PROBLEM DETAILS:
Filter the entries for the word "winning". Copy each line that has it.

PROVIDED RECORDS:
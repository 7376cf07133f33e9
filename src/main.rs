use std::path::PathBuf;

use anyhow::Context;
use clap::{Parser, Subcommand};
use tokio::io::{AsyncBufReadExt, BufReader};
use url::Url;

use tombola_client::{
    ApiClient, ApiError, AuthenticatedUser, FeedbackScheduler, IdentityStore, ResolvedIdentity,
    RoomState, RoomView, Transport, ViewError,
};
use tombola_protocol::{
    CreateRoomRequest, JoinRoomRequest, ParticipantId, RoomCode, WinRule, FREE_NUMBER,
};

#[derive(Parser)]
#[command(name = "room_cli", about = "Terminal front end for tombola rooms")]
struct Args {
    /// Base URL of the game server
    #[arg(long, default_value = "http://127.0.0.1:3001")]
    server: String,

    /// Directory holding locally persisted visitor identities
    #[arg(long, default_value = "./tombola_data")]
    data_dir: PathBuf,

    /// Authenticated identity from the auth provider (hosts only)
    #[arg(long)]
    host_id: Option<String>,

    /// Display name that goes with --host-id
    #[arg(long)]
    host_name: Option<String>,

    /// Disable audio cues
    #[arg(long)]
    silent: bool,

    #[command(subcommand)]
    command: Command,
}

#[derive(Subcommand)]
enum Command {
    /// Create a room and enter it as host
    Create {
        name: String,
        #[arg(long, default_value_t = 10)]
        max_cards: u32,
        /// Comma-separated win rules: line, column, diagonal, full
        #[arg(long, value_delimiter = ',', default_value = "line,column,full")]
        rules: Vec<String>,
    },
    /// Join a room as a visitor, then enter it
    Join {
        code: String,
        #[arg(long)]
        nickname: String,
    },
    /// Enter a room previously joined or hosted
    Enter { code: String },
}

#[tokio::main]
async fn main() -> anyhow::Result<()> {
    tracing_subscriber::fmt()
        .with_env_filter(tracing_subscriber::EnvFilter::from_default_env())
        .init();

    let args = Args::parse();
    let base = Url::parse(&args.server).context("invalid --server URL")?;
    let api = ApiClient::new(base);
    let store = IdentityStore::open(&args.data_dir)?;

    let auth = args.host_id.map(|id| AuthenticatedUser {
        id: ParticipantId::new(id),
        display_name: args.host_name.unwrap_or_else(|| "Host".to_string()),
    });

    let code = match args.command {
        Command::Create {
            name,
            max_cards,
            rules,
        } => {
            let user = auth
                .as_ref()
                .context("--host-id is required to create a room")?;
            let request = CreateRoomRequest {
                name,
                host_id: user.id.clone(),
                host_name: user.display_name.clone(),
                max_cards,
                rules: parse_rules(&rules)?,
            };
            let room = api.create_room(&request).await?;
            println!("room created: {} (share code {})", room.name, room.code);
            room.code
        }
        Command::Join { code, nickname } => {
            let code = RoomCode::new(&code);
            let visitor_id = store.remember_nickname(&code, &nickname)?;
            let request = JoinRoomRequest {
                room_code: code.clone(),
                visitor_id,
                nickname,
            };
            api.join_room(&request).await?;
            println!("joined room {code}");
            code
        }
        Command::Enter { code } => RoomCode::new(&code),
    };

    let transport = Transport::connect(api.websocket_url()?);
    let feedback = if args.silent {
        FeedbackScheduler::disabled()
    } else {
        FeedbackScheduler::start()
    };

    let mut view = match RoomView::open(
        api,
        transport.clone(),
        &store,
        code,
        auth.as_ref(),
        feedback,
    )
    .await
    {
        Ok(view) => view,
        Err(ViewError::Api(ApiError::NotFound)) => {
            eprintln!("room not found; join it first: room_cli join <CODE> --nickname <NAME>");
            transport.shutdown();
            return Ok(());
        }
        Err(err) => return Err(err.into()),
    };

    print_state(&view.state(), view.identity());

    let mut watch = view.watch();
    let identity = view.identity().clone();
    let printer = tokio::spawn(async move {
        while watch.changed().await.is_ok() {
            let state = watch.borrow_and_update().clone();
            print_state(&state, &identity);
        }
    });

    let mut notices = view.notices();
    let notice_printer = tokio::spawn(async move {
        while let Ok(notice) = notices.recv().await {
            println!(">>> {notice}");
        }
    });

    println!("commands: start | draw | bingo | refresh | quit");
    let stdin = tokio::io::stdin();
    let mut lines = BufReader::new(stdin).lines();
    while let Ok(Some(line)) = lines.next_line().await {
        match line.trim() {
            "" => {}
            "quit" => break,
            "start" => match view.start_game().await {
                Ok(_) => println!("game started"),
                Err(err) => eprintln!("start failed: {err}"),
            },
            "draw" => match view.draw_number().await {
                Ok(drawn) => println!("drew {}", drawn.number),
                Err(err) => eprintln!("draw failed: {err}"),
            },
            "bingo" => match view.claim_bingo().await {
                Ok(()) => println!("claim submitted, waiting for the verdict"),
                Err(err) => eprintln!("claim failed: {err}"),
            },
            "refresh" => view.request_reload(),
            other => println!("unknown command: {other}"),
        }
    }

    printer.abort();
    notice_printer.abort();
    view.close();
    transport.shutdown();
    Ok(())
}

fn parse_rules(raw: &[String]) -> anyhow::Result<Vec<WinRule>> {
    raw.iter()
        .map(|rule| match rule.trim().to_lowercase().as_str() {
            "line" => Ok(WinRule::Line),
            "column" => Ok(WinRule::Column),
            "diagonal" => Ok(WinRule::Diagonal),
            "full" => Ok(WinRule::Full),
            other => anyhow::bail!("unknown rule '{other}' (line, column, diagonal, full)"),
        })
        .collect()
}

fn print_state(state: &RoomState, identity: &ResolvedIdentity) {
    let Some(room) = &state.room else {
        return;
    };
    println!("\n=== {} ({}) ===", room.name, room.code);
    println!("participants: {} / {}", room.visitors.len(), room.max_cards);
    if state.is_host {
        println!("you are the host");
    }

    match &state.game {
        None => println!("waiting for the host to start the game"),
        Some(game) => {
            if game.drawn_numbers.is_empty() {
                println!("no numbers drawn yet");
            } else {
                let drawn: Vec<String> =
                    game.drawn_numbers.iter().map(|n| n.to_string()).collect();
                println!("drawn: {}", drawn.join(" "));
            }
            if let Some(winner) = &game.winner {
                if winner == &identity.id {
                    match state.winning {
                        Some(pattern) => println!("BINGO! You won ({pattern})"),
                        None => println!("BINGO! You won"),
                    }
                } else {
                    let name = game.owner_name_of(winner).unwrap_or("someone");
                    println!("{name} won this one");
                }
            }
        }
    }

    if let Some(card) = &state.my_card {
        println!("your card:");
        for (i, row) in card.cells.iter().enumerate() {
            let cells: Vec<String> = row
                .iter()
                .enumerate()
                .map(|(j, cell)| {
                    let body = if cell.number == FREE_NUMBER {
                        " *".to_string()
                    } else {
                        format!("{:2}", cell.number)
                    };
                    let highlighted = state.winning.is_some_and(|w| w.covers(i, j));
                    if highlighted {
                        format!("»{body}«")
                    } else if card.is_marked(i, j) {
                        format!("[{body}]")
                    } else {
                        format!(" {body} ")
                    }
                })
                .collect();
            println!("  {}", cells.join(" "));
        }
    }
}
//! Configuration system: TOML file + env var overrides + smart defaults.
//!
//! Precedence, lowest to highest: built-in defaults, the TOML config file,
//! environment variables, command-line flags (applied by the CLI layer).

#![allow(missing_docs)]

use std::env;
use std::fs;
use std::path::{Path, PathBuf};

use serde::{Deserialize, Serialize};

use crate::core::errors::{AtwError, Result};

/// Full atw configuration model.
#[derive(Debug, Clone, Serialize, Deserialize, PartialEq, Eq)]
#[serde(default)]
#[derive(Default)]
pub struct Config {
    pub watch: WatchConfig,
    pub upstream: UpstreamConfig,
    pub telegram: TelegramConfig,
    pub paths: PathsConfig,
}

/// The subject being watched: the two opaque parameters the report endpoint
/// keys on. Both are required before a watch can start.
#[derive(Debug, Clone, Serialize, Deserialize, PartialEq, Eq, Default)]
#[serde(default)]
pub struct WatchConfig {
    pub retrieval_code: String,
    pub date_of_birth: String,
}

/// Report endpoint settings.
#[derive(Debug, Clone, Serialize, Deserialize, PartialEq, Eq)]
#[serde(default)]
pub struct UpstreamConfig {
    pub base_url: String,
    pub request_timeout_secs: u64,
}

/// Telegram transport settings.
#[derive(Debug, Clone, Serialize, Deserialize, PartialEq, Eq)]
#[serde(default)]
pub struct TelegramConfig {
    pub token: String,
    pub chat_id: i64,
    pub api_base: String,
    pub request_timeout_secs: u64,
}

/// Filesystem paths used by atw.
#[derive(Debug, Clone, Serialize, Deserialize, PartialEq, Eq)]
#[serde(default)]
pub struct PathsConfig {
    pub config_file: PathBuf,
    pub jsonl_log: PathBuf,
}

impl Default for UpstreamConfig {
    fn default() -> Self {
        Self {
            base_url: "https://covid19.altius.org".to_string(),
            request_timeout_secs: 10,
        }
    }
}

impl Default for TelegramConfig {
    fn default() -> Self {
        Self {
            token: String::new(),
            chat_id: 0,
            api_base: "https://api.telegram.org".to_string(),
            request_timeout_secs: 10,
        }
    }
}

impl Default for PathsConfig {
    fn default() -> Self {
        let home_dir = env::var_os("HOME").map_or_else(
            || {
                eprintln!(
                    "[ATW-CONFIG] WARNING: HOME not set, falling back to /tmp for data paths"
                );
                PathBuf::from("/tmp")
            },
            PathBuf::from,
        );
        Self {
            config_file: home_dir.join(".config").join("atw").join("config.toml"),
            jsonl_log: home_dir
                .join(".local")
                .join("share")
                .join("atw")
                .join("activity.jsonl"),
        }
    }
}

impl Config {
    /// Default configuration path.
    #[must_use]
    pub fn default_path() -> PathBuf {
        PathsConfig::default().config_file
    }

    /// Load config from default or explicit path, then apply env overrides.
    ///
    /// Missing config file is not an error when loading from the default
    /// path; defaults are used.
    pub fn load(path: Option<&Path>) -> Result<Self> {
        let path_buf = path.map_or_else(Self::default_path, Path::to_path_buf);
        let is_explicit_path = path.is_some();

        let mut cfg = if path_buf.exists() {
            let raw = fs::read_to_string(&path_buf).map_err(|source| AtwError::Io {
                path: path_buf.clone(),
                source,
            })?;
            let parsed: Self = toml::from_str(&raw)?;
            parsed
        } else if is_explicit_path {
            return Err(AtwError::MissingConfig { path: path_buf });
        } else {
            Self::default()
        };

        cfg.paths.config_file = path_buf;
        cfg.apply_env_overrides_from(env_var)?;
        cfg.validate()?;
        Ok(cfg)
    }

    /// Apply environment overrides through an injectable lookup so tests
    /// never have to mutate process-global state.
    fn apply_env_overrides_from<F>(&mut self, mut lookup: F) -> Result<()>
    where
        F: FnMut(&str) -> Option<String>,
    {
        // watch (logical names shared with the upstream service)
        if let Some(raw) = lookup("ALTIUS_RETRIEVAL_CODE") {
            self.watch.retrieval_code = raw;
        }
        if let Some(raw) = lookup("ALTIUS_DATE_OF_BIRTH") {
            self.watch.date_of_birth = raw;
        }

        // telegram
        if let Some(raw) = lookup("TELEGRAM_TOKEN") {
            self.telegram.token = raw;
        }
        if let Some(raw) = lookup("TELEGRAM_CHAT_ID") {
            self.telegram.chat_id = parse_env_i64("TELEGRAM_CHAT_ID", &raw)?;
        }
        if let Some(raw) = lookup("ATW_TELEGRAM_API_BASE") {
            self.telegram.api_base = raw;
        }
        if let Some(raw) = lookup("ATW_TELEGRAM_REQUEST_TIMEOUT_SECS") {
            self.telegram.request_timeout_secs =
                parse_env_u64("ATW_TELEGRAM_REQUEST_TIMEOUT_SECS", &raw)?;
        }

        // upstream
        if let Some(raw) = lookup("ATW_UPSTREAM_BASE_URL") {
            self.upstream.base_url = raw;
        }
        if let Some(raw) = lookup("ATW_UPSTREAM_REQUEST_TIMEOUT_SECS") {
            self.upstream.request_timeout_secs =
                parse_env_u64("ATW_UPSTREAM_REQUEST_TIMEOUT_SECS", &raw)?;
        }

        // paths
        if let Some(raw) = lookup("ATW_JSONL_LOG") {
            self.paths.jsonl_log = PathBuf::from(raw);
        }

        Ok(())
    }

    /// Structural validation. The four watch parameters are checked
    /// separately by the subcommands that need them ([`Self::validate_for_watch`]),
    /// so `atw version` and friends work on an empty config.
    fn validate(&self) -> Result<()> {
        if self.upstream.base_url.trim().is_empty() {
            return Err(AtwError::InvalidConfig {
                details: "upstream.base_url must not be empty".to_string(),
            });
        }
        if self.upstream.request_timeout_secs == 0 {
            return Err(AtwError::InvalidConfig {
                details: "upstream.request_timeout_secs must be > 0".to_string(),
            });
        }
        if self.telegram.api_base.trim().is_empty() {
            return Err(AtwError::InvalidConfig {
                details: "telegram.api_base must not be empty".to_string(),
            });
        }
        if self.telegram.request_timeout_secs == 0 {
            return Err(AtwError::InvalidConfig {
                details: "telegram.request_timeout_secs must be > 0".to_string(),
            });
        }
        Ok(())
    }

    /// Check that everything a watch run needs is present.
    pub fn validate_for_watch(&self) -> Result<()> {
        self.validate_for_check()?;
        if self.telegram.token.trim().is_empty() {
            return Err(AtwError::InvalidConfig {
                details: "telegram.token is required (TELEGRAM_TOKEN or --telegram-token)"
                    .to_string(),
            });
        }
        if self.telegram.chat_id == 0 {
            return Err(AtwError::InvalidConfig {
                details: "telegram.chat_id is required (TELEGRAM_CHAT_ID or --telegram-chat-id)"
                    .to_string(),
            });
        }
        Ok(())
    }

    /// Check that a one-shot status check has its two identifying parameters.
    pub fn validate_for_check(&self) -> Result<()> {
        if self.watch.retrieval_code.trim().is_empty() {
            return Err(AtwError::InvalidConfig {
                details:
                    "watch.retrieval_code is required (ALTIUS_RETRIEVAL_CODE or --retrieval-code)"
                        .to_string(),
            });
        }
        if self.watch.date_of_birth.trim().is_empty() {
            return Err(AtwError::InvalidConfig {
                details:
                    "watch.date_of_birth is required (ALTIUS_DATE_OF_BIRTH or --date-of-birth)"
                        .to_string(),
            });
        }
        Ok(())
    }
}

fn env_var(name: &str) -> Option<String> {
    env::var(name).ok().filter(|raw| !raw.trim().is_empty())
}

fn parse_env_i64(name: &str, raw: &str) -> Result<i64> {
    raw.parse::<i64>().map_err(|error| AtwError::ConfigParse {
        context: "env",
        details: format!("{name}={raw:?}: {error}"),
    })
}

fn parse_env_u64(name: &str, raw: &str) -> Result<u64> {
    raw.parse::<u64>().map_err(|error| AtwError::ConfigParse {
        context: "env",
        details: format!("{name}={raw:?}: {error}"),
    })
}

ANSWER FOR THE TASK:
                    match state.winning {
                    let highlighted = state.winning.is_some_and(|w| w.covers(i, j));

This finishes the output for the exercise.